Assemble Edit vs Insert Edit
There are 2 types of linear editing. Assemble Edit, and Insert Edit. Assmble Edit punches a hole in your control track, so it is not a recommended way of working. The benefit of an assemble edit, is it regenerates control track on your recording tape, thus you don't have to use a blacked tape to edit to. Insert edit, can only be done on a blacked tape. It allows you to do frame accuate edits on a tape.

The idea behind linear editing is to copy shots from tape (deck A or B) down to a record tape(deck R).

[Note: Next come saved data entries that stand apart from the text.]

pub mod error;
pub mod types;

pub use error::{GraphError, Result};
pub use types::{FeedPage, Paging, RawAuthor, RawComment, RawPost};

use std::time::Duration;

use chrono::{DateTime, Utc};
use serde::de::DeserializeOwned;
use tracing::{debug, error, info, warn};
use url::Url;

/// Field selection for comment requests.
const COMMENT_FIELDS: &str = "id,from{name},created_time,message";

/// Field selection for post requests.
const POST_FIELDS: &str = "id,created_time,message,permalink_url";

/// Largest page size the API accepts.
const PAGE_LIMIT: u32 = 100;

/// Timeout for data page requests.
const REQUEST_TIMEOUT: Duration = Duration::from_secs(30);

/// Timeout for the lightweight connectivity probe.
const PROBE_TIMEOUT: Duration = Duration::from_secs(10);

/// How pagination reacts to a failed page request.
///
/// Rate-limit responses are handled the same under either policy: sleep for
/// the server-directed delay and retry without consuming an attempt.
#[derive(Debug, Clone, Copy, PartialEq, Eq)]
pub enum RetryPolicy {
    /// Abandon on the first failure, keeping whatever was already fetched.
    None,
    /// Sleep `base_delay * attempt` and retry, up to `max_attempts` attempts
    /// per page, then abandon with partial results.
    Linear {
        max_attempts: u32,
        base_delay: Duration,
    },
}

/// Decision for a single failed page request.
#[derive(Debug, Clone, Copy, PartialEq, Eq)]
enum RetryStep {
    Wait { delay: Duration, next_attempt: u32 },
    Abandon,
}

fn retry_step(
    policy: RetryPolicy,
    err: &GraphError,
    attempt: u32,
    rate_limit_fallback: Duration,
) -> RetryStep {
    // Server-directed wait. Does not consume an attempt, so rate-limit
    // retries are unbounded under both policies.
    if let GraphError::RateLimited { retry_after } = err {
        return RetryStep::Wait {
            delay: retry_after.unwrap_or(rate_limit_fallback),
            next_attempt: attempt,
        };
    }

    match policy {
        RetryPolicy::None => RetryStep::Abandon,
        RetryPolicy::Linear {
            max_attempts,
            base_delay,
        } => {
            if attempt < max_attempts {
                RetryStep::Wait {
                    delay: base_delay * attempt,
                    next_attempt: attempt + 1,
                }
            } else {
                RetryStep::Abandon
            }
        }
    }
}

pub struct GraphClient {
    client: reqwest::Client,
    base_url: String,
    api_version: String,
    token: String,
    rate_limit_fallback: Duration,
}

impl GraphClient {
    pub fn new(
        base_url: &str,
        api_version: &str,
        token: String,
        rate_limit_fallback: Duration,
    ) -> Self {
        Self {
            client: reqwest::Client::new(),
            base_url: base_url.trim_end_matches('/').to_string(),
            api_version: api_version.to_string(),
            token,
            rate_limit_fallback,
        }
    }

    /// Fetch every comment under an object, oldest first, following the
    /// server's next-page links until absent. With `since`, only comments
    /// created after that instant are requested.
    ///
    /// Never propagates request failures: errors are logged and whatever was
    /// accumulated before the failure is returned.
    pub async fn fetch_comments(
        &self,
        object_id: &str,
        since: Option<DateTime<Utc>>,
        policy: RetryPolicy,
    ) -> Vec<RawComment> {
        let first = match self.comments_url(object_id, since) {
            Ok(url) => url,
            Err(e) => {
                error!(object_id, error = %e, "Could not build comments URL");
                return Vec::new();
            }
        };

        let comments = self.fetch_paged(first, policy, "comments").await;
        info!(count = comments.len(), object_id, "Fetched comments");
        comments
    }

    /// Fetch every post on a page, following next-page links until absent.
    /// Same failure contract as [`fetch_comments`](Self::fetch_comments).
    pub async fn fetch_posts(&self, page_id: &str, policy: RetryPolicy) -> Vec<RawPost> {
        let first = match self.posts_url(page_id) {
            Ok(url) => url,
            Err(e) => {
                error!(page_id, error = %e, "Could not build posts URL");
                return Vec::new();
            }
        };

        let posts = self.fetch_paged(first, policy, "posts").await;
        info!(count = posts.len(), page_id, "Fetched posts");
        posts
    }

    /// Probe the target object with a minimal field selection. The only
    /// client operation whose failure propagates to the caller.
    pub async fn check_connectivity(&self, object_id: &str) -> Result<()> {
        let url = Url::parse_with_params(
            &self.object_path(object_id),
            &[("fields", "id"), ("access_token", self.token.as_str())],
        )?;

        let resp = self.client.get(url).timeout(PROBE_TIMEOUT).send().await?;
        let status = resp.status();
        if !status.is_success() {
            let body = resp.text().await.unwrap_or_default();
            return Err(GraphError::Api {
                status: status.as_u16(),
                message: body,
            });
        }
        Ok(())
    }

    /// Walk a paginated feed. Later pages come from the server's opaque
    /// `paging.next` URL verbatim; the query parameters ride along in it.
    async fn fetch_paged<T: DeserializeOwned>(
        &self,
        first_url: Url,
        policy: RetryPolicy,
        what: &'static str,
    ) -> Vec<T> {
        let mut items = Vec::new();
        let mut next = Some(first_url.to_string());
        let mut attempt = 1u32;

        while let Some(url) = next.take() {
            match self.get_page::<T>(&url).await {
                Ok(page) => {
                    debug!(count = page.data.len(), what, "Fetched page");
                    items.extend(page.data);
                    next = page.paging.and_then(|p| p.next);
                    attempt = 1;
                }
                Err(err) => match retry_step(policy, &err, attempt, self.rate_limit_fallback) {
                    RetryStep::Wait { delay, next_attempt } => {
                        warn!(
                            what,
                            attempt,
                            delay_secs = delay.as_secs(),
                            error = %err,
                            "Page request failed, retrying"
                        );
                        tokio::time::sleep(delay).await;
                        attempt = next_attempt;
                        next = Some(url);
                    }
                    RetryStep::Abandon => {
                        error!(what, error = %err, "Abandoning pagination, returning partial results");
                        break;
                    }
                },
            }
        }

        items
    }

    async fn get_page<T: DeserializeOwned>(&self, url: &str) -> Result<FeedPage<T>> {
        let resp = self.client.get(url).timeout(REQUEST_TIMEOUT).send().await?;
        let status = resp.status();

        if status.as_u16() == 429 {
            let retry_after = resp
                .headers()
                .get("retry-after")
                .and_then(|v| v.to_str().ok())
                .and_then(|s| s.parse::<u64>().ok())
                .map(Duration::from_secs);
            return Err(GraphError::RateLimited { retry_after });
        }

        if !status.is_success() {
            let body = resp.text().await.unwrap_or_default();
            return Err(GraphError::Api {
                status: status.as_u16(),
                message: body,
            });
        }

        let page: FeedPage<T> = resp.json().await?;
        Ok(page)
    }

    fn comments_url(&self, object_id: &str, since: Option<DateTime<Utc>>) -> Result<Url> {
        let mut params = vec![
            ("fields", COMMENT_FIELDS.to_string()),
            ("access_token", self.token.clone()),
            ("limit", PAGE_LIMIT.to_string()),
            ("order", "chronological".to_string()),
        ];
        if let Some(floor) = since {
            params.push(("since", floor.timestamp().to_string()));
        }

        let url = Url::parse_with_params(
            &format!("{}/comments", self.object_path(object_id)),
            &params,
        )?;
        Ok(url)
    }

    fn posts_url(&self, page_id: &str) -> Result<Url> {
        let url = Url::parse_with_params(
            &format!("{}/posts", self.object_path(page_id)),
            &[
                ("fields", POST_FIELDS),
                ("access_token", self.token.as_str()),
                ("limit", PAGE_LIMIT.to_string().as_str()),
            ],
        )?;
        Ok(url)
    }

    fn object_path(&self, object_id: &str) -> String {
        format!("{}/{}/{}", self.base_url, self.api_version, object_id)
    }
}

#[cfg(test)]
mod tests {
    use super::*;
    use chrono::TimeZone;
    use std::collections::HashMap;

    fn test_client() -> GraphClient {
        GraphClient::new(
            "https://graph.example.com",
            "v19.0",
            "test-token".to_string(),
            Duration::from_secs(5),
        )
    }

    fn query_map(url: &Url) -> HashMap<String, String> {
        url.query_pairs()
            .map(|(k, v)| (k.into_owned(), v.into_owned()))
            .collect()
    }

    #[test]
    fn comments_url_without_since() {
        let client = test_client();
        let url = client.comments_url("123_456", None).unwrap();

        assert_eq!(url.path(), "/v19.0/123_456/comments");
        let q = query_map(&url);
        assert_eq!(q.get("fields").unwrap(), COMMENT_FIELDS);
        assert_eq!(q.get("limit").unwrap(), "100");
        assert_eq!(q.get("order").unwrap(), "chronological");
        assert!(!q.contains_key("since"), "no floor means no since filter");
    }

    #[test]
    fn comments_url_with_since_uses_epoch_seconds() {
        let client = test_client();
        let floor = Utc.with_ymd_and_hms(2024, 5, 1, 12, 0, 0).unwrap();
        let url = client.comments_url("123_456", Some(floor)).unwrap();

        let q = query_map(&url);
        assert_eq!(q.get("since").unwrap(), &floor.timestamp().to_string());
    }

    #[test]
    fn posts_url_caps_page_size() {
        let client = test_client();
        let url = client.posts_url("123").unwrap();

        assert_eq!(url.path(), "/v19.0/123/posts");
        let q = query_map(&url);
        assert_eq!(q.get("fields").unwrap(), POST_FIELDS);
        assert_eq!(q.get("limit").unwrap(), "100");
    }

    #[test]
    fn rate_limit_waits_server_delay_without_consuming_attempt() {
        let err = GraphError::RateLimited {
            retry_after: Some(Duration::from_secs(30)),
        };
        let policy = RetryPolicy::Linear {
            max_attempts: 3,
            base_delay: Duration::from_secs(5),
        };

        let step = retry_step(policy, &err, 2, Duration::from_secs(5));
        assert_eq!(
            step,
            RetryStep::Wait {
                delay: Duration::from_secs(30),
                next_attempt: 2,
            }
        );
    }

    #[test]
    fn rate_limit_without_header_uses_fallback_even_under_none_policy() {
        let err = GraphError::RateLimited { retry_after: None };
        let step = retry_step(RetryPolicy::None, &err, 1, Duration::from_secs(7));
        assert_eq!(
            step,
            RetryStep::Wait {
                delay: Duration::from_secs(7),
                next_attempt: 1,
            }
        );
    }

    #[test]
    fn linear_policy_scales_delay_with_attempt() {
        let err = GraphError::Network("connection reset".to_string());
        let policy = RetryPolicy::Linear {
            max_attempts: 3,
            base_delay: Duration::from_secs(5),
        };

        let first = retry_step(policy, &err, 1, Duration::from_secs(5));
        assert_eq!(
            first,
            RetryStep::Wait {
                delay: Duration::from_secs(5),
                next_attempt: 2,
            }
        );

        let second = retry_step(policy, &err, 2, Duration::from_secs(5));
        assert_eq!(
            second,
            RetryStep::Wait {
                delay: Duration::from_secs(10),
                next_attempt: 3,
            }
        );
    }

    #[test]
    fn linear_policy_abandons_after_max_attempts() {
        let err = GraphError::Network("connection reset".to_string());
        let policy = RetryPolicy::Linear {
            max_attempts: 3,
            base_delay: Duration::from_secs(5),
        };

        assert_eq!(
            retry_step(policy, &err, 3, Duration::from_secs(5)),
            RetryStep::Abandon
        );
    }

    #[test]
    fn none_policy_abandons_transport_errors_immediately() {
        let err = GraphError::Network("connection reset".to_string());
        assert_eq!(
            retry_step(RetryPolicy::None, &err, 1, Duration::from_secs(5)),
            RetryStep::Abandon
        );
    }
}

The hard part is that you have to lay them down in order. There is no way to go back and re-order your shorts without starting over at the beginning.

A/B Roll (ACE-10 Controller)
The first machine we got to automate some of this editing for us is the ACE-10 Controller. This can control 3 decks (A,B and R) and save a list of your edits (an EDL). Click here to learn more about the ACE.

3 Point Edit (In, Out, In)
The most basic video edit is called a 3-point edit. In this mode, you would set an "IN" point on your source, an "IN" on your record deck, and then an OUT on either one. With these 3 times , the editor can make the edit and figure out the 4th time on the fly.